EXERCISE DESCRIPTION: Going through the lines below, tally those that include "PassthroughTranscoding", and give only the number.

TASK INPUTS:
>>>
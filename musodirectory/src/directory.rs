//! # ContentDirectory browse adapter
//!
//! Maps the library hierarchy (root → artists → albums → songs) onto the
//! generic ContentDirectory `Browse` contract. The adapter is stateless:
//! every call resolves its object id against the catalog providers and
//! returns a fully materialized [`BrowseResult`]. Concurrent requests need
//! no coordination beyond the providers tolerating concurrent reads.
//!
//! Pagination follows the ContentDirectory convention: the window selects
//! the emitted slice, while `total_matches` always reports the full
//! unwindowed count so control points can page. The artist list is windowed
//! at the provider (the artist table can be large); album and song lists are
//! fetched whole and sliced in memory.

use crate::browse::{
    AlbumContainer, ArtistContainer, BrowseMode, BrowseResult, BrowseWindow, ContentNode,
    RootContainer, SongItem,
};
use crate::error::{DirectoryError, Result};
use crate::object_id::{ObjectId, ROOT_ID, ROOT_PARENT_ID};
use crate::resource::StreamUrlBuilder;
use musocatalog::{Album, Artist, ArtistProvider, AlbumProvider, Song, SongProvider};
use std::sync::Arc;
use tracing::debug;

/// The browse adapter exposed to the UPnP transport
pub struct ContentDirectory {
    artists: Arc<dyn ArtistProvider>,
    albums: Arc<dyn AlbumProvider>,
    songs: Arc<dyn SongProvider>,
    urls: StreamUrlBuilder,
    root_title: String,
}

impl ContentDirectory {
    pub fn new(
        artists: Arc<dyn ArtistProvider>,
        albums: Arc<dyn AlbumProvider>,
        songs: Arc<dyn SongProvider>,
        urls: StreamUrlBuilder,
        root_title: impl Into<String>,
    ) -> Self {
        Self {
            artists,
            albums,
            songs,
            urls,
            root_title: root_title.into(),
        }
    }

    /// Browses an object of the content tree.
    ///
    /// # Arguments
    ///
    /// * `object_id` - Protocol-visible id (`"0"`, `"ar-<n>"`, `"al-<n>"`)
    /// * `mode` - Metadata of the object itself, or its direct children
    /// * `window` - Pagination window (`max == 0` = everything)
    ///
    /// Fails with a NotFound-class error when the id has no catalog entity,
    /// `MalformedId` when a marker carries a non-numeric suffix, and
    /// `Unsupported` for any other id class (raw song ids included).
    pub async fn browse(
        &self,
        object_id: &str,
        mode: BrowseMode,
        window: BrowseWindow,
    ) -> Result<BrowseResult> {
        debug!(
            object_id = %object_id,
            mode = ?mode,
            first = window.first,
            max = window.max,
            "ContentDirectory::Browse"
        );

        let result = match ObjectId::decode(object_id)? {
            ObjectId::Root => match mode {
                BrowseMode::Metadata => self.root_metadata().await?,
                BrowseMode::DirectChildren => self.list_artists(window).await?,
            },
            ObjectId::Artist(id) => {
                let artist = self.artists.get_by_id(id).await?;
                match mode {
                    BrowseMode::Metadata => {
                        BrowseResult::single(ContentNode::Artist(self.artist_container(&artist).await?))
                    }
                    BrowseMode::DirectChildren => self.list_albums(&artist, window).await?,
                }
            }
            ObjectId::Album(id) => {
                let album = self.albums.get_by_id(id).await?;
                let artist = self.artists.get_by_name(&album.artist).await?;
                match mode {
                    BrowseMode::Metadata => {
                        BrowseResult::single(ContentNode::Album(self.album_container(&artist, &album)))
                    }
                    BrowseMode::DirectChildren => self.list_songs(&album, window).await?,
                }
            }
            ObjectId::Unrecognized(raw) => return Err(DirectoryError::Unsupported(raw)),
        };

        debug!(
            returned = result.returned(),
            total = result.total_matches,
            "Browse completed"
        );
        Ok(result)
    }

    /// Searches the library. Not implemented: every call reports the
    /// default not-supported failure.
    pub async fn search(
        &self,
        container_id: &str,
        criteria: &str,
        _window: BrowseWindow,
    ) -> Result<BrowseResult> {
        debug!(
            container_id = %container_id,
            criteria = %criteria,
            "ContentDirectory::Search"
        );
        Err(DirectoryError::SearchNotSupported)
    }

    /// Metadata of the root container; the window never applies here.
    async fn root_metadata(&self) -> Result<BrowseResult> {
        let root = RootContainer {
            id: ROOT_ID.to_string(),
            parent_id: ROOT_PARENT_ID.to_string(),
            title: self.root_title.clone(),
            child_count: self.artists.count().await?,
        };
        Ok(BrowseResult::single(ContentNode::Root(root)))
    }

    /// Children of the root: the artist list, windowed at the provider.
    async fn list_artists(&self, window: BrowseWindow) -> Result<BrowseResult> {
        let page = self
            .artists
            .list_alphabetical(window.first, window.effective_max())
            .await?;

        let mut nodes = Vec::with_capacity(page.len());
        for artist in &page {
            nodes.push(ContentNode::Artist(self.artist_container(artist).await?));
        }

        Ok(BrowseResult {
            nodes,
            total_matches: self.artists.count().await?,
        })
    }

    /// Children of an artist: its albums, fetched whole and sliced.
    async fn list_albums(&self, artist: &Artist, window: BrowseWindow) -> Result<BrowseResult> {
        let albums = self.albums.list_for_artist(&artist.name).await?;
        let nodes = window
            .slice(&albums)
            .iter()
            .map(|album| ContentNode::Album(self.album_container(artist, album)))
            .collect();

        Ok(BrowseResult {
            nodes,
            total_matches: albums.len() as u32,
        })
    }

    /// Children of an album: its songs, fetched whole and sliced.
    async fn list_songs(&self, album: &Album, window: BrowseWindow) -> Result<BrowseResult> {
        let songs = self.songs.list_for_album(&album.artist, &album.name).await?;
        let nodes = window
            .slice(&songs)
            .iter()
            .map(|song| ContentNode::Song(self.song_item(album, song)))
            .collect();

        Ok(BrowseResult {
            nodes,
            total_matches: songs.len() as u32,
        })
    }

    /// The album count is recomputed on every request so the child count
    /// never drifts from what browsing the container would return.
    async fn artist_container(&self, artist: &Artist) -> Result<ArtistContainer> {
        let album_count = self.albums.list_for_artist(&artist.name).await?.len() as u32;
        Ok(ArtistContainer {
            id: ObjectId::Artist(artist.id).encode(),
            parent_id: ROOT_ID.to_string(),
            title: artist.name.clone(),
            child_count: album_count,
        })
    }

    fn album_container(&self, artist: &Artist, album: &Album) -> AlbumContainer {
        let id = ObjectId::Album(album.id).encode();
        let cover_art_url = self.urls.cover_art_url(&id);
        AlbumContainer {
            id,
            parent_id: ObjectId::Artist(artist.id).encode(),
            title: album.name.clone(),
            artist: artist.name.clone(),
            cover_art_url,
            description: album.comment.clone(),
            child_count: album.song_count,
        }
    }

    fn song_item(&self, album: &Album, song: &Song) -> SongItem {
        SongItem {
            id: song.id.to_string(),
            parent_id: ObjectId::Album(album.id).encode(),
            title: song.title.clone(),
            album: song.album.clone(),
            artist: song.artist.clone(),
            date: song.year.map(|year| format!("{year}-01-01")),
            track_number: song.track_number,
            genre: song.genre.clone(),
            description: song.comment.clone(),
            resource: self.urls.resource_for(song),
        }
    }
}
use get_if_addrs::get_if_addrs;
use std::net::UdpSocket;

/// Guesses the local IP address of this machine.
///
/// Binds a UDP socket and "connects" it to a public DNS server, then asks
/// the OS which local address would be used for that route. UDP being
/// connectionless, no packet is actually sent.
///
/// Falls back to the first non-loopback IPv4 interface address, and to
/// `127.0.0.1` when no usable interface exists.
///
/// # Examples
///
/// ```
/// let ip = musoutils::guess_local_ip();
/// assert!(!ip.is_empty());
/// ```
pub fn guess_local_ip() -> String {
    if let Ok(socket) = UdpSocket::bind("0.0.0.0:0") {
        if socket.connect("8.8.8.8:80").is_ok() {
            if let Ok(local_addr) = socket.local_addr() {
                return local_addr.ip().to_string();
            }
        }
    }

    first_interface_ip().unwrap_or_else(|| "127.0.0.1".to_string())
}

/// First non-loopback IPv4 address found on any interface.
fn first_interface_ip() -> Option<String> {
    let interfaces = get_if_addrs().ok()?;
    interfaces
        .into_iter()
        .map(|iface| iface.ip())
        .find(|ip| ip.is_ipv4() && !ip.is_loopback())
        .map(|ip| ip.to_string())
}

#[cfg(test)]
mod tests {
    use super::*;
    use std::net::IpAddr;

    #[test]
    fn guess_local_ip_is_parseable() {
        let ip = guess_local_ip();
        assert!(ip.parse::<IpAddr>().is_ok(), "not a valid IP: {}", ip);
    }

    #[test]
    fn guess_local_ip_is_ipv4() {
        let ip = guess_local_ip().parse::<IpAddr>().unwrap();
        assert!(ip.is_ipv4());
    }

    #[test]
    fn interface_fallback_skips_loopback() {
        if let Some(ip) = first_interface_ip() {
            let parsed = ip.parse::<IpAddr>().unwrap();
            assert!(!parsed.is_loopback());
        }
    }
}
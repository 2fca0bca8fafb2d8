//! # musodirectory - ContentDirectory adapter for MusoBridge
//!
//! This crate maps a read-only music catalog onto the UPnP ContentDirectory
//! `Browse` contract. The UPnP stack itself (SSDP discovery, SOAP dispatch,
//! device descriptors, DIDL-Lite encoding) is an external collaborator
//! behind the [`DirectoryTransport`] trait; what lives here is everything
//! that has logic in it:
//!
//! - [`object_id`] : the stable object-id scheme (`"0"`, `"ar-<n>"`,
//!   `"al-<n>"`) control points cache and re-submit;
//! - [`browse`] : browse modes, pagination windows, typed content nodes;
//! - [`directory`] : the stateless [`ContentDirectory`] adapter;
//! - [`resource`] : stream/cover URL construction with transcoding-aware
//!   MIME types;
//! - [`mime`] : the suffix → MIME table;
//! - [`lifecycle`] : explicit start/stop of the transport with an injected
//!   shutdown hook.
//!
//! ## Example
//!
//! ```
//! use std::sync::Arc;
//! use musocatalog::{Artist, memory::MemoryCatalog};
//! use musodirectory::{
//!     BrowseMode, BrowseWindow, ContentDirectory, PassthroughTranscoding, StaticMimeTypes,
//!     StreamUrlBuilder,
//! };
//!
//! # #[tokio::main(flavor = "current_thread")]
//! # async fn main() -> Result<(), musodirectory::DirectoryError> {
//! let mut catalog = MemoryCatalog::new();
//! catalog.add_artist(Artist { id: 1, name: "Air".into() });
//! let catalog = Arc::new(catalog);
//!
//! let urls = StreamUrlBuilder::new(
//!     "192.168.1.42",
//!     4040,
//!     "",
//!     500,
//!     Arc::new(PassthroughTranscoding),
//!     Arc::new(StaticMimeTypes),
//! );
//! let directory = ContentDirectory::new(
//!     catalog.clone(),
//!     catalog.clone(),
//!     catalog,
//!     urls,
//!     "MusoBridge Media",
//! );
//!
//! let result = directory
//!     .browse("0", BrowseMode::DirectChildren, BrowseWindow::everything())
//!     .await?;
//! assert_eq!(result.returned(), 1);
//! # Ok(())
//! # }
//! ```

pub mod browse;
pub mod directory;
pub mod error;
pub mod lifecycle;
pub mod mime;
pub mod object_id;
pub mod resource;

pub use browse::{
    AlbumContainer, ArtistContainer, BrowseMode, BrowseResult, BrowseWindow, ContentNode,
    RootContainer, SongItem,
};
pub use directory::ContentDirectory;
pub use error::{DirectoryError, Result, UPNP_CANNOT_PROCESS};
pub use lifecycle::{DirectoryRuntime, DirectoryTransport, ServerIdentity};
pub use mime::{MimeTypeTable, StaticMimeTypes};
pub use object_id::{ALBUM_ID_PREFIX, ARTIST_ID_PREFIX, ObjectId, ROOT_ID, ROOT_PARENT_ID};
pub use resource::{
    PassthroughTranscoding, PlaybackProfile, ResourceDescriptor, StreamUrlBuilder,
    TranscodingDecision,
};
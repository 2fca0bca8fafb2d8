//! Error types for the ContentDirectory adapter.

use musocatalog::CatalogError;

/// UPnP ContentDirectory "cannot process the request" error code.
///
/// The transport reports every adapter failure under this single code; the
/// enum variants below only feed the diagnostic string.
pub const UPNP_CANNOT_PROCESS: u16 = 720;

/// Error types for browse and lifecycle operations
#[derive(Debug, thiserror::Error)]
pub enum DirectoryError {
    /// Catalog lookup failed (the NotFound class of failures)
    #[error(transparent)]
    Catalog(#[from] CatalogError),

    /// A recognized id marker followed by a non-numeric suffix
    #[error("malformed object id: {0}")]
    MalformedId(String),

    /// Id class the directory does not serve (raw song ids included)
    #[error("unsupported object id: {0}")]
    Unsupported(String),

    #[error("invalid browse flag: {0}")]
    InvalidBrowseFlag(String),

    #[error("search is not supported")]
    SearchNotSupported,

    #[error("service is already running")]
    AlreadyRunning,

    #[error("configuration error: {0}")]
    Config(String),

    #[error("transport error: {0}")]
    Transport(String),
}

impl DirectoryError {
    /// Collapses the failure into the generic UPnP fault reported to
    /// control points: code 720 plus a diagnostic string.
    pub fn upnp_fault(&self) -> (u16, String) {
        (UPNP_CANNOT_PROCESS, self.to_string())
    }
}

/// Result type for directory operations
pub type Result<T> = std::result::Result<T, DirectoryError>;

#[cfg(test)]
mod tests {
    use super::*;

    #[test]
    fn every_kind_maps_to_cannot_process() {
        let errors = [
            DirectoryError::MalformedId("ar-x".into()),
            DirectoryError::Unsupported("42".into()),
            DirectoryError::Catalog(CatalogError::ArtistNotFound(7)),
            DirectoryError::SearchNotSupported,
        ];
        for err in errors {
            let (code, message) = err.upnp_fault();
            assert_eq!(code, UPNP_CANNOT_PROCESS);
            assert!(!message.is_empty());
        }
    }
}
<<<
SOLUTION: 3